Set in 1920s San Fransisco, A Case of Distrust is a point and click adventure coming from a one man development team of Ben Wander. It’s got a minimal art style harking back to famed artist Saul Bass, who made movie transitions in the ’50s, and has you moving from area to area investigating different objects, talking to people and making conversation decisions. Wander promised that if you don’t choose your words carefully, it will be harder to figure out who-done-it, and that figuring out who’s lying will be one of the main aspects of A Case of Distrust.

In the short fifteen minute demo I played, I was introduced to Phyllis Malone, a private detective who’s uncle fought to get her onto the force in a time when women were not welcome. The first scene starts mysteriously, with a figure staring at her. It’s revealed to just be a visiting neighborhood cat looking for food, but sets the eerie tone for the rest of the game. We’re then introduced to Phyllis’ apartment, doubling as her office, giving us a look into her as a character. You’re able to click on various things around her apartment that represent her in different ways, from her diary to a pile of books, to an empty refrigerator. But the goal is to find evidence to show the hungry cat that there is indeed no food in the apartment. The answer is obviously the refrigerator. A knock on the door introduces us to the first of many characters and to the big mystery of the game.


The art style and transitions are pretty amazing, and really do capture a 1920s vibe. There’s a lot of reading and deliberating over your responses and clicking around looking at different things that trigger a thought from Phyllis. While the demo ended before Phyllis does any real snooping, I could tell how the mechanic would work in terms of looking for clues. You’ll have to make connections based on what’s around you and then figure out for real what’s going on and confront the liars. It’s a really great idea and marries two mechanics well.

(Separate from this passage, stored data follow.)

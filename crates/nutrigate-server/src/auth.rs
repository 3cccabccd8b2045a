//! Bearer-token extractor.

use std::net::{IpAddr, SocketAddr};

use axum::{
  extract::{ConnectInfo, FromRequestParts},
  http::{HeaderMap, header, request::Parts},
};
use nutrigate_core::{AuthError, Identity};

use crate::{AppState, Backend, error::Error};

const FORWARDED_FOR: &str = "x-forwarded-for";

/// A request whose bearer token resolved to an [`Identity`].
pub struct Authenticated(pub Identity);

/// Raw `Authorization` value. A header that is present but not valid
/// visible ASCII can never be a bearer token.
fn authorization(headers: &HeaderMap) -> Result<Option<String>, Error> {
  match headers.get(header::AUTHORIZATION) {
    None => Ok(None),
    Some(v) => v
      .to_str()
      .map(|s| Some(s.to_owned()))
      .map_err(|_| Error::Auth(AuthError::MalformedHeader)),
  }
}

/// Address recorded in the access log for this request.
pub fn client_ip(parts: &Parts, trust_forwarded_for: bool) -> Option<IpAddr> {
  if trust_forwarded_for {
    let forwarded = parts
      .headers
      .get(FORWARDED_FOR)
      .and_then(|v| v.to_str().ok())
      .and_then(|s| s.split(',').next())
      .and_then(|s| s.trim().parse().ok());
    if forwarded.is_some() {
      return forwarded;
    }
  }
  parts
    .extensions
    .get::<ConnectInfo<SocketAddr>>()
    .map(|ConnectInfo(addr)| addr.ip())
}

impl<S: Backend> FromRequestParts<AppState<S>> for Authenticated {
  type Rejection = Error;

  async fn from_request_parts(
    parts: &mut Parts,
    state: &AppState<S>,
  ) -> Result<Self, Self::Rejection> {
    let header = authorization(&parts.headers)?;
    let ip     = client_ip(parts, state.config.trust_forwarded_for);
    let identity = state.gate.authenticate(header.as_deref(), ip).await?;
    Ok(Authenticated(identity))
  }
}
//! nutrigate server binary.
//!
//! Reads `config.toml` (or the path specified with `--config`), layers
//! `NUTRIGATE_*` environment variables over it, opens the SQLite store and
//! serves the gate over HTTP.

use std::{
  net::SocketAddr,
  path::{Path, PathBuf},
};

use anyhow::Context as _;
use clap::Parser;
use nutrigate_server::{AppState, ServerConfig};
use nutrigate_store_sqlite::SqliteStore;
use tokio::net::TcpListener;
use tracing::level_filters::LevelFilter;
use tracing_subscriber::EnvFilter;

#[derive(Parser)]
#[command(author, version, about = "nutrigate authorization gate")]
struct Cli {
  /// Path to the TOML configuration file.
  #[arg(short, long, default_value = "config.toml")]
  config: PathBuf,
}

#[tokio::main]
async fn main() -> anyhow::Result<()> {
  tracing_subscriber::fmt()
    .with_env_filter(
      EnvFilter::builder()
        .with_default_directive(LevelFilter::INFO.into())
        .from_env_lossy(),
    )
    .init();

  let cli = Cli::parse();

  let settings = config::Config::builder()
    .add_source(config::File::from(cli.config).required(false))
    .add_source(config::Environment::with_prefix("NUTRIGATE"))
    .build()
    .context("failed to read config file")?;

  let server_cfg: ServerConfig = settings
    .try_deserialize()
    .context("failed to deserialise ServerConfig")?;

  let store_path = expand_tilde(&server_cfg.store_path);
  let store = SqliteStore::open(&store_path)
    .await
    .with_context(|| format!("failed to open store at {store_path:?}"))?;

  let address = format!("{}:{}", server_cfg.host, server_cfg.port);
  if server_cfg.trust_forwarded_for {
    tracing::info!("client addresses taken from X-Forwarded-For");
  }

  let app = nutrigate_server::router(AppState::new(store, server_cfg));

  tracing::info!("Listening on http://{address}");
  let listener = TcpListener::bind(&address)
    .await
    .with_context(|| format!("failed to bind {address}"))?;

  axum::serve(listener, app.into_make_service_with_connect_info::<SocketAddr>())
    .await
    .context("server error")?;

  Ok(())
}

/// Expand a leading `~` to the user's home directory.
fn expand_tilde(path: &Path) -> PathBuf {
  let s = path.to_string_lossy();
  if let Some(rest) = s.strip_prefix("~/")
    && let Ok(home) = std::env::var("HOME")
  {
    return PathBuf::from(home).join(rest);
  }
  path.to_path_buf()
}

Another aspect will be interpreting the faces of the people you’re talking to. Wander is working on getting actors to film who will act out scenes which will be rotoscoped over and made to look like it’s in that same, simple art style. I was able to see a bit of it towards the end of the demo, and it was really cool. I could tell from the creepy eyebrows and smile that this guy was not to be trusted. Also, he was kind of condescending due to the fact that Phyllis was a woman, so that didn’t help him either. But he had information, so he’ll be of use.


And of course, the music. The 1920s noir setting of A Case of Distrust necessitates a certain style and the music in the game hits all the right notes. It’s smooth, calm and mysterious, changing as your setting or whom you’re talking to changes. It’s dynamic and really helps set the tone.

My first look at A Case of Distrust was impressive and I can’t wait to play more. It’s a beautiful game with an intriguing premise, setting, time period and gameplay loop, and I’m excited to see where it goes. It’s coming to PC and Mac, and he plans to have it out by either the end of 2017 or the beginning of 2018. We’ll keep you updated right here at Hardcore Gamer.